Les personnages de Mikaïl Boulgakov vivent dans un monde perverti par la guerre civile : Khloudov (Geoffroy Rondeau), énigmatique, incapable de conduire son armée. Le planton Krapiline (Sylvain Levitte) condamne la cruauté de l’homme de pouvoir qui se venge mais finira pendu à un réverbère, hantant son bourreau…Le général Tcharnota (Vincent Winterhalter) est combattif, un peu fou ; de même, son double féminin, Liouska (Karyll Elgrichi représente la dimension comique du drame. Il y a aussi, attachantes, deux figures poétiques: Serafima (Vanessa Fonte), jeune bourgeoise pétersbourgeoise et Goloubkov (Pascal Rénéric), une parodie de Boulgakov, l’intellectuel « à la lampe verte» dont la faiblesse relève d’une profonde impuissance à ne pas influer sur le cours des événements.

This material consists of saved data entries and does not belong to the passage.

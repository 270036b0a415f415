//! Determinism checking and snapshot comparison.
//!
//! Two simulations built from the same configuration must produce identical
//! snapshot sequences. These helpers run such pairs side by side and explain
//! where two snapshots differ.

use crate::config::SimConfig;
use crate::id::NodeId;
use crate::simulation::{SimError, Simulation};
use crate::snapshot::Snapshot;

// ---------------------------------------------------------------------------
// Snapshot diff types
// ---------------------------------------------------------------------------

#[derive(Debug, Clone, PartialEq)]
pub enum NodeDiff {
    OnlyInA(NodeId),
    OnlyInB(NodeId),
    /// Present in both with different fields.
    StateMismatch { node: NodeId, description: String },
}

#[derive(Debug, Clone, PartialEq)]
pub enum EdgeDiff {
    OnlyInA(NodeId, NodeId),
    OnlyInB(NodeId, NodeId),
    StateMismatch {
        a: NodeId,
        b: NodeId,
        description: String,
    },
}

/// Full diff between two snapshots.
#[derive(Debug, Clone, PartialEq)]
pub struct SnapshotDiff {
    pub is_identical: bool,
    pub tick_matches: bool,
    pub node_diffs: Vec<NodeDiff>,
    pub edge_diffs: Vec<EdgeDiff>,
    /// Walker fields that differ, by name.
    pub walker_diffs: Vec<&'static str>,
}

/// Compare two snapshots field by field.
pub fn diff_snapshots(a: &Snapshot, b: &Snapshot) -> SnapshotDiff {
    let mut node_diffs = Vec::new();
    for na in &a.nodes {
        match b.node(na.id) {
            None => node_diffs.push(NodeDiff::OnlyInA(na.id)),
            Some(nb) => {
                let mut mismatches = Vec::new();
                if na.created_at != nb.created_at {
                    mismatches.push("created_at");
                }
                if na.degree != nb.degree {
                    mismatches.push("degree");
                }
                if na.activity.to_bits() != nb.activity.to_bits() {
                    mismatches.push("activity");
                }
                if na.component != nb.component {
                    mismatches.push("component");
                }
                if !mismatches.is_empty() {
                    node_diffs.push(NodeDiff::StateMismatch {
                        node: na.id,
                        description: mismatches.join(", "),
                    });
                }
            }
        }
    }
    for nb in &b.nodes {
        if a.node(nb.id).is_none() {
            node_diffs.push(NodeDiff::OnlyInB(nb.id));
        }
    }

    let mut edge_diffs = Vec::new();
    let find = |s: &Snapshot, x: NodeId, y: NodeId| {
        s.edges
            .binary_search_by_key(&(x, y), |e| (e.a, e.b))
            .ok()
            .map(|i| s.edges[i].clone())
    };
    for ea in &a.edges {
        match find(b, ea.a, ea.b) {
            None => edge_diffs.push(EdgeDiff::OnlyInA(ea.a, ea.b)),
            Some(eb) => {
                let mut mismatches = Vec::new();
                if ea.weight.to_bits() != eb.weight.to_bits() {
                    mismatches.push("weight");
                }
                if ea.created_at != eb.created_at {
                    mismatches.push("created_at");
                }
                if !mismatches.is_empty() {
                    edge_diffs.push(EdgeDiff::StateMismatch {
                        a: ea.a,
                        b: ea.b,
                        description: mismatches.join(", "),
                    });
                }
            }
        }
    }
    for eb in &b.edges {
        if find(a, eb.a, eb.b).is_none() {
            edge_diffs.push(EdgeDiff::OnlyInB(eb.a, eb.b));
        }
    }

    let (wa, wb) = (&a.walker, &b.walker);
    let mut walker_diffs = Vec::new();
    if wa.position != wb.position {
        walker_diffs.push("position");
    }
    if wa.path != wb.path {
        walker_diffs.push("path");
    }
    if wa.teleported != wb.teleported {
        walker_diffs.push("teleported");
    }
    if wa.step_kind != wb.step_kind {
        walker_diffs.push("step_kind");
    }
    if wa.memory != wb.memory {
        walker_diffs.push("memory");
    }

    let tick_matches = a.tick == b.tick;
    SnapshotDiff {
        is_identical: tick_matches
            && node_diffs.is_empty()
            && edge_diffs.is_empty()
            && walker_diffs.is_empty()
            && a.state_hash == b.state_hash,
        tick_matches,
        node_diffs,
        edge_diffs,
        walker_diffs,
    }
}

// ---------------------------------------------------------------------------
// Determinism validation
// ---------------------------------------------------------------------------

#[derive(Debug)]
pub struct DeterminismResult {
    pub is_deterministic: bool,
    /// First tick at which the two runs disagreed.
    pub divergence_tick: Option<u64>,
    /// (tick, hash_run_a, hash_run_b) for every tick run.
    pub hash_log: Vec<(u64, u64, u64)>,
    /// Diff of the snapshots at the divergence tick.
    pub divergence: Option<SnapshotDiff>,
}

/// Run two simulations from `config` for `ticks` ticks and compare them
/// after every tick.
pub fn validate_determinism(config: &SimConfig, ticks: u64) -> Result<DeterminismResult, SimError> {
    let mut sim_a = Simulation::new(config.clone())?;
    let mut sim_b = Simulation::new(config.clone())?;

    let mut hash_log = Vec::new();
    let mut divergence_tick = None;
    let mut divergence = None;

    for _ in 0..ticks {
        let report_a = sim_a.step()?;
        let report_b = sim_b.step()?;
        hash_log.push((report_a.tick, report_a.state_hash, report_b.state_hash));

        if divergence_tick.is_none() {
            let diff = diff_snapshots(&sim_a.snapshot(), &sim_b.snapshot());
            if !diff.is_identical {
                divergence_tick = Some(report_a.tick);
                divergence = Some(diff);
            }
        }
    }

    Ok(DeterminismResult {
        is_deterministic: divergence_tick.is_none(),
        divergence_tick,
        hash_log,
        divergence,
    })
}

#[cfg(test)]
mod tests {
    use super::*;
    use crate::evolution::GrowthStrategy;

    fn run(config: SimConfig, ticks: u64) -> Simulation {
        let mut sim = Simulation::new(config).unwrap();
        for _ in 0..ticks {
            sim.step().unwrap();
        }
        sim
    }

    #[test]
    fn identical_runs_have_empty_diff() {
        let a = run(SimConfig::default(), 15);
        let b = run(SimConfig::default(), 15);
        let diff = diff_snapshots(&a.snapshot(), &b.snapshot());
        assert!(diff.is_identical, "{diff:?}");
    }

    #[test]
    fn different_ticks_detected() {
        let a = run(SimConfig::default(), 3);
        let b = run(SimConfig::default(), 4);
        let diff = diff_snapshots(&a.snapshot(), &b.snapshot());
        assert!(!diff.is_identical);
        assert!(!diff.tick_matches);
    }

    #[test]
    fn extra_node_reported() {
        let config = SimConfig {
            node_add_probability: 1.0,
            ..SimConfig::default()
        };
        let a = run(config.clone(), 2);
        let b = run(config, 3);
        let diff = diff_snapshots(&a.snapshot(), &b.snapshot());
        assert!(diff.node_diffs.contains(&NodeDiff::OnlyInB(NodeId(7))));
    }

    #[test]
    fn default_config_is_deterministic() {
        let result = validate_determinism(&SimConfig::default(), 40).unwrap();
        assert!(result.is_deterministic);
        assert_eq!(result.hash_log.len(), 40);
        assert!(result.divergence.is_none());
        for (_, a, b) in &result.hash_log {
            assert_eq!(a, b);
        }
    }

    #[test]
    fn every_strategy_is_deterministic() {
        for strategy in [
            GrowthStrategy::Random,
            GrowthStrategy::PreferentialAttachment,
            GrowthStrategy::Aging,
        ] {
            let config = SimConfig {
                growth_strategy: strategy,
                teleport_probability: 0.1,
                stay_probability: 0.1,
                degree_exponent: 1.0,
                activity_exponent: 0.5,
                edge_weight_range: (1.0, 10.0),
                ..SimConfig::default()
            };
            let result = validate_determinism(&config, 50).unwrap();
            assert!(result.is_deterministic, "{strategy:?} diverged");
        }
    }

    #[test]
    fn invalid_config_is_error() {
        let config = SimConfig {
            initial_node_count: 0,
            ..SimConfig::default()
        };
        assert!(validate_determinism(&config, 5).is_err());
    }
}
// ---------------------------------------------------------------------------
// Snapshot metrics
// ---------------------------------------------------------------------------

/// Number of nodes per degree, indexed by degree.
pub fn degree_histogram(snapshot: &Snapshot) -> Vec<usize> {
    let max = snapshot.nodes.iter().map(|n| n.degree).max().unwrap_or(0);
    let mut histogram = vec![0; max as usize + 1];
    for node in &snapshot.nodes {
        histogram[node.degree as usize] += 1;
    }
    histogram
}

/// Mean node degree, `2 * edges / nodes`. Zero for an empty snapshot.
pub fn mean_degree(snapshot: &Snapshot) -> f64 {
    if snapshot.nodes.is_empty() {
        return 0.0;
    }
    2.0 * snapshot.edge_count() as f64 / snapshot.node_count() as f64
}

// ---------------------------------------------------------------------------
// WalkStats
// ---------------------------------------------------------------------------

/// Cumulative graph change counters.
#[derive(Debug, Clone, Copy, Default, PartialEq, Eq)]
pub struct ChangeCounters {
    pub nodes_added: u64,
    pub edges_added: u64,
    pub nodes_removed: u64,
    pub edges_removed: u64,
}

/// Aggregated statistics over a sequence of snapshots.
#[derive(Debug, Clone)]
pub struct WalkStats {
    config: StatsConfig,
    last_tick: Option<Ticks>,
    ticks_observed: u64,
    visits: BTreeMap<NodeId, u64>,
    teleports: u64,
    stays: u64,
    changes: ChangeCounters,
    node_count: RingBuffer,
    edge_count: RingBuffer,
    mean_degree: RingBuffer,
    component_count: RingBuffer,
}

impl WalkStats {
    pub fn new(config: StatsConfig) -> Self {
        let cap = config.history_capacity;
        Self {
            config,
            last_tick: None,
            ticks_observed: 0,
            visits: BTreeMap::new(),
            teleports: 0,
            stays: 0,
            changes: ChangeCounters::default(),
            node_count: RingBuffer::new(cap),
            edge_count: RingBuffer::new(cap),
            mean_degree: RingBuffer::new(cap),
            component_count: RingBuffer::new(cap),
        }
    }

    pub fn config(&self) -> &StatsConfig {
        &self.config
    }

    /// Fold one snapshot into the statistics.
    ///
    /// A snapshot at or before the last observed tick is ignored, so the
    /// tick-0 snapshot and repeated deliveries are harmless. Only snapshots
    /// after a step count as visits.
    pub fn observe(&mut self, snapshot: &Snapshot) {
        if self.last_tick.is_some_and(|t| snapshot.tick <= t) {
            return;
        }
        self.last_tick = Some(snapshot.tick);

        if let Some(kind) = snapshot.walker.step_kind {
            self.ticks_observed += 1;
            *self.visits.entry(snapshot.walker.position).or_insert(0) += 1;
            if kind.is_teleport() {
                self.teleports += 1;
            }
            if kind == StepKind::Stayed {
                self.stays += 1;
            }
        }

        self.changes.nodes_added += snapshot.mutation.nodes_added() as u64;
        self.changes.edges_added += snapshot.mutation.edges_added() as u64;
        for applied in &snapshot.applied {
            self.changes.nodes_removed += applied.nodes_removed() as u64;
            self.changes.edges_removed += applied.edges_removed() as u64;
            self.changes.edges_added += applied.edges_added() as u64;
        }

        self.node_count.push(snapshot.node_count() as f64);
        self.edge_count.push(snapshot.edge_count() as f64);
        self.mean_degree.push(mean_degree(snapshot));
        self.component_count.push(snapshot.component_count() as f64);
    }

    /// Steps observed so far.
    pub fn ticks_observed(&self) -> u64 {
        self.ticks_observed
    }

    pub fn last_tick(&self) -> Option<Ticks> {
        self.last_tick
    }

    /// Times the walker ended a step on `node`.
    pub fn visit_count(&self, node: NodeId) -> u64 {
        self.visits.get(&node).copied().unwrap_or(0)
    }

    /// Visit counts in ascending node order. Removed nodes keep their counts.
    pub fn visit_counts(&self) -> &BTreeMap<NodeId, u64> {
        &self.visits
    }

    /// Fraction of observed steps that ended on each node. Sums to one when
    /// any step has been observed.
    pub fn visit_distribution(&self) -> Vec<(NodeId, f64)> {
        if self.ticks_observed == 0 {
            return Vec::new();
        }
        let total = self.ticks_observed as f64;
        self.visits
            .iter()
            .map(|(&node, &count)| (node, count as f64 / total))
            .collect()
    }

    /// The most visited node, lowest id first on ties.
    pub fn most_visited(&self) -> Option<(NodeId, u64)> {
        self.visits
            .iter()
            .fold(None, |best: Option<(NodeId, u64)>, (&node, &count)| match best {
                Some((_, c)) if c >= count => best,
                _ => Some((node, count)),
            })
    }

    /// Distinct nodes the walker has visited.
    pub fn coverage(&self) -> usize {
        self.visits.len()
    }

    /// Fraction of steps that were teleports (forced or voluntary).
    pub fn teleport_rate(&self) -> f64 {
        ratio(self.teleports, self.ticks_observed)
    }

    pub fn teleport_count(&self) -> u64 {
        self.teleports
    }

    /// Fraction of steps where the walker stayed put.
    pub fn stay_rate(&self) -> f64 {
        ratio(self.stays, self.ticks_observed)
    }

    pub fn changes(&self) -> ChangeCounters {
        self.changes
    }

    /// Per-tick node counts, oldest first.
    pub fn node_count_history(&self) -> &RingBuffer {
        &self.node_count
    }

    pub fn edge_count_history(&self) -> &RingBuffer {
        &self.edge_count
    }

    pub fn mean_degree_history(&self) -> &RingBuffer {
        &self.mean_degree
    }

    pub fn component_count_history(&self) -> &RingBuffer {
        &self.component_count
    }

    /// Reset all statistics, keeping the configuration.
    pub fn clear(&mut self) {
        *self = Self::new(self.config.clone());
    }
}

fn ratio(part: u64, whole: u64) -> f64 {
    if whole == 0 {
        0.0
    } else {
        part as f64 / whole as f64
    }
}

impl SnapshotSink for WalkStats {
    fn accept(&mut self, snapshot: &Arc<Snapshot>) -> SinkControl {
        self.observe(snapshot);
        SinkControl::Continue
    }
}

// ---------------------------------------------------------------------------
// Ensembles
// ---------------------------------------------------------------------------

/// Outcome of one run in an ensemble.
#[derive(Debug, Clone, PartialEq)]
pub struct RunSummary {
    pub seed: u64,
    pub ticks: u64,
    pub node_count: usize,
    pub edge_count: usize,
    pub component_count: usize,
    pub max_degree: u32,
    pub mean_degree: f64,
    pub coverage: usize,
    pub teleport_rate: f64,
    pub state_hash: u64,
}

fn run_one(config: &SimConfig, seed: u64, ticks: u64) -> Result<RunSummary, SimError> {
    let mut sim = Simulation::new(SimConfig {
        random_seed: seed,
        ..config.clone()
    })?;
    let mut stats = WalkStats::new(StatsConfig { history_capacity: 1 });
    sim.run_with(ticks, &mut stats)?;

    let snapshot = sim.snapshot();
    Ok(RunSummary {
        seed,
        ticks: sim.tick(),
        node_count: snapshot.node_count(),
        edge_count: snapshot.edge_count(),
        component_count: snapshot.component_count(),
        max_degree: snapshot.nodes.iter().map(|n| n.degree).max().unwrap_or(0),
        mean_degree: mean_degree(&snapshot),
        coverage: stats.coverage(),
        teleport_rate: stats.teleport_rate(),
        state_hash: snapshot.state_hash,
    })
}

/// Run one independent simulation per seed, each for `ticks` ticks, and
/// summarize them in seed order. `config.random_seed` is overridden.
///
/// With the `parallel` feature the runs are spread across threads; results
/// are identical either way.
pub fn run_ensemble(
    config: &SimConfig,
    seeds: &[u64],
    ticks: u64,
) -> Result<Vec<RunSummary>, SimError> {
    config.validate()?;
    tracing::debug!(runs = seeds.len(), ticks, "running ensemble");

    #[cfg(feature = "parallel")]
    let runs = {
        use rayon::prelude::*;
        seeds
            .par_iter()
            .map(|&seed| run_one(config, seed, ticks))
            .collect()
    };

    #[cfg(not(feature = "parallel"))]
    let runs = seeds
        .iter()
        .map(|&seed| run_one(config, seed, ticks))
        .collect();

    runs
}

Macha Makeïeff nous propose un univers désaxé où tout est incontrôlable et où les retournements se multiplient d’un «songe» à l’autre, et à l’intérieur de chacun d’eux. La distorsion du réel atteint son paroxysme dans le cinquième, avec une image grotesque de courses de cafards : dérision et profanation. Un cauchemar diabolique traversé par deux métaphores, l’un sérieuse : la fuite et la course, et l’autre bouffonne : le jeu de hasard. La fuite des Blancs et l’avancée des Bolcheviks sont, pour Khloudov, la réaction de cafards «symbolisant sur le monde parodique à la fois la fuite et la défaite ». A Constantinople, Tcharnota joue aux cartes une fortune déjà entamée, et perd le reste de son bien aux courses, puis joue et regagne à Paris une fortune contre Korzoukhine (Alain Fomager), un bandit commerçant en fourrures qui a renié sa femme.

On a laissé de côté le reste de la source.